Data entries:
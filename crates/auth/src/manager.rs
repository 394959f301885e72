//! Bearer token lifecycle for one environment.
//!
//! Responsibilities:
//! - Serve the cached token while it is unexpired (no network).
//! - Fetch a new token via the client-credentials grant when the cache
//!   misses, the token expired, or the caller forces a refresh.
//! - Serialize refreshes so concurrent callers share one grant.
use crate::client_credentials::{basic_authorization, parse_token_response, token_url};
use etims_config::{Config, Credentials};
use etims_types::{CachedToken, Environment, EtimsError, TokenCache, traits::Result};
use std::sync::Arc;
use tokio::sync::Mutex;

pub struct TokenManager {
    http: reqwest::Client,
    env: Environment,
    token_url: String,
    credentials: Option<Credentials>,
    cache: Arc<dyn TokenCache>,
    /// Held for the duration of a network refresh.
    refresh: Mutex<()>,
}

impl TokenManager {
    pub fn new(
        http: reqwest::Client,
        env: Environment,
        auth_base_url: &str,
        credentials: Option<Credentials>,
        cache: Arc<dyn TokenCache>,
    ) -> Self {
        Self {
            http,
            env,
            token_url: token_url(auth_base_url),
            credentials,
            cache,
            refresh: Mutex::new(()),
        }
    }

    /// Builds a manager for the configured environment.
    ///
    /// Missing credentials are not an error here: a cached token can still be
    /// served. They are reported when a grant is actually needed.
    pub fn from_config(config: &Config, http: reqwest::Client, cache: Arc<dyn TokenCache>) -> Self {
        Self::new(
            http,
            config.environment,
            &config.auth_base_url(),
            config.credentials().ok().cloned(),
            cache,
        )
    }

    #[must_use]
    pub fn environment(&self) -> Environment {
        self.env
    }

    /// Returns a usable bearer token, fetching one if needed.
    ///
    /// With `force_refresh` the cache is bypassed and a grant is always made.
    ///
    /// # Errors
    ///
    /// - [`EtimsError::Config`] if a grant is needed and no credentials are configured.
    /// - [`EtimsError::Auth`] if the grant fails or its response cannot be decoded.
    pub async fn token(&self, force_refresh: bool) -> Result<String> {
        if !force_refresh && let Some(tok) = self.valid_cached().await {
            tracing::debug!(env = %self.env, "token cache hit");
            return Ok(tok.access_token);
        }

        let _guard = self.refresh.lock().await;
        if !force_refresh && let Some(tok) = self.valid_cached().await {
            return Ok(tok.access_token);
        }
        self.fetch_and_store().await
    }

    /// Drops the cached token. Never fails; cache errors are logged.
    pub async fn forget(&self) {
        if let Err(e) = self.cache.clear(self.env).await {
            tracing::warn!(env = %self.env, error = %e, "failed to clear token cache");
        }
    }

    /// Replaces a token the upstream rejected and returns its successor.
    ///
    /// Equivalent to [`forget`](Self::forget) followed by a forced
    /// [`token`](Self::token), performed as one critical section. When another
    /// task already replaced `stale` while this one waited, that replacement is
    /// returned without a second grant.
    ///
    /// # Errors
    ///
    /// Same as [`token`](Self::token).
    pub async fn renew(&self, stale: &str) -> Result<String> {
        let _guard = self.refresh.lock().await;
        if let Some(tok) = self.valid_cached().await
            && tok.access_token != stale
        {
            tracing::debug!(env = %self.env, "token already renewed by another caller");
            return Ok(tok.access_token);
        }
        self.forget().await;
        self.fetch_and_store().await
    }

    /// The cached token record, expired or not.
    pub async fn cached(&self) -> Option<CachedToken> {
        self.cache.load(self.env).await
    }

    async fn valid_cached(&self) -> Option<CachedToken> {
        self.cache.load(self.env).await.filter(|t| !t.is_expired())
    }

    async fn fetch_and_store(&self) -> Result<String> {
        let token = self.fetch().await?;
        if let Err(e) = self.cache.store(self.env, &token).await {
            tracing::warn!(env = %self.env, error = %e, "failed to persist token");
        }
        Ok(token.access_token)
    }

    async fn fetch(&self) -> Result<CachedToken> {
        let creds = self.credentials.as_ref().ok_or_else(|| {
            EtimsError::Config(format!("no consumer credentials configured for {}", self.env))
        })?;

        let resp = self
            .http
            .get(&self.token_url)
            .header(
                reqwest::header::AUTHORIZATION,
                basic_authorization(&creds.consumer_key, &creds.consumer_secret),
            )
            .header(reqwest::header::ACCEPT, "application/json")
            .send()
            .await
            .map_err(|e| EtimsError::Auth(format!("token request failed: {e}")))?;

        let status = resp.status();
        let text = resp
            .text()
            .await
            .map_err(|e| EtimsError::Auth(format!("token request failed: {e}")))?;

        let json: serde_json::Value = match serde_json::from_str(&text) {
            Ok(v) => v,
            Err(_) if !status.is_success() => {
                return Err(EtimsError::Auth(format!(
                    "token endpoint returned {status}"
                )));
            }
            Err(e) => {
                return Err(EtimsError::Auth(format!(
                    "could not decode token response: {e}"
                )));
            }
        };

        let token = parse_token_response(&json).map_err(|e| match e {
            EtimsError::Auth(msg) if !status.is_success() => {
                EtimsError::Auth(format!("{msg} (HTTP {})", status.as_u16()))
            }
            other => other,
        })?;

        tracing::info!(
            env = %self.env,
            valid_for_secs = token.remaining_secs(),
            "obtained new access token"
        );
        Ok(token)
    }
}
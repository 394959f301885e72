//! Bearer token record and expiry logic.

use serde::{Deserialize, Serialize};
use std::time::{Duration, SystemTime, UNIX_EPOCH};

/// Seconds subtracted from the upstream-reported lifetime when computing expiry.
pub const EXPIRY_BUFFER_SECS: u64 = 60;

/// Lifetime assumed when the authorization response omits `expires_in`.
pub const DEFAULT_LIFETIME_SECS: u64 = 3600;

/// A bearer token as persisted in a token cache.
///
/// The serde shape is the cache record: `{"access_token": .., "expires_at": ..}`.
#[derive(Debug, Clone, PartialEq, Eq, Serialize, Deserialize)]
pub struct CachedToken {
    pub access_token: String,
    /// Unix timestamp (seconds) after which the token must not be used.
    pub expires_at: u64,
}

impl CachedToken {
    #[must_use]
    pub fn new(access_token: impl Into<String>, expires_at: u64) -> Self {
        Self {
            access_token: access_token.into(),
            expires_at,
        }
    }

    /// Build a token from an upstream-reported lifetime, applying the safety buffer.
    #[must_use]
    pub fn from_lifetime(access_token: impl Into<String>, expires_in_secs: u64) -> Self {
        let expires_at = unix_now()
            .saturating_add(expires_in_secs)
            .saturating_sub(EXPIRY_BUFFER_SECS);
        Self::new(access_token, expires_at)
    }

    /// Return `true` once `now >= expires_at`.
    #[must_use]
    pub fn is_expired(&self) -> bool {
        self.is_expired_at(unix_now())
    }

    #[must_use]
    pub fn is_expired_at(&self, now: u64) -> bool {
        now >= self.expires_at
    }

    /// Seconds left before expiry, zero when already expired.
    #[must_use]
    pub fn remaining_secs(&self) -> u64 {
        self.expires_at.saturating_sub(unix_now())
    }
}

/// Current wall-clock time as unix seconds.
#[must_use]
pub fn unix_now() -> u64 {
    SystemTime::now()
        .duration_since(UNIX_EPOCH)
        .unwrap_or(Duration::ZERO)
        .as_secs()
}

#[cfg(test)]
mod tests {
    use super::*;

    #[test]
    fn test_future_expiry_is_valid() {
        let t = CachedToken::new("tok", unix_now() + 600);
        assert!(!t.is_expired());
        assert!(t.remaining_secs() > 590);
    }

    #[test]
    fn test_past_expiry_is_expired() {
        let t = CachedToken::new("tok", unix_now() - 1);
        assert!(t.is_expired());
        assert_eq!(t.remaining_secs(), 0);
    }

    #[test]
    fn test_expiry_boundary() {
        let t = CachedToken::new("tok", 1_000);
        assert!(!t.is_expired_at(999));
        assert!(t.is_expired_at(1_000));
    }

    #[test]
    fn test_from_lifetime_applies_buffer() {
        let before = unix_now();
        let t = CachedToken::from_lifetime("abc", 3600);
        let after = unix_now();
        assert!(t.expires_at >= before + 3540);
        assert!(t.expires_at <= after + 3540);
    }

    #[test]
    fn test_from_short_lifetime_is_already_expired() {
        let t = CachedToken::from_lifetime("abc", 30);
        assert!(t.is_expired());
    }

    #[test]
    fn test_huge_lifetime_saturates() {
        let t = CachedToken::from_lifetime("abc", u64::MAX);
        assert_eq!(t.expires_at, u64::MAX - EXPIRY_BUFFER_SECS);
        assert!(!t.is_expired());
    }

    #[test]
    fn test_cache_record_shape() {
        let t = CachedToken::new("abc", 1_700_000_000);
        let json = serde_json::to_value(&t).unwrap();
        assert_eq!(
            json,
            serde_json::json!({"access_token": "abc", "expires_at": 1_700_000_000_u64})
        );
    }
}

▶ TRY IT
Retrieve each line from the records above where the word "TokenManager" occurs.

▶ TASK OUTPUT
pub struct TokenManager {
impl TokenManager {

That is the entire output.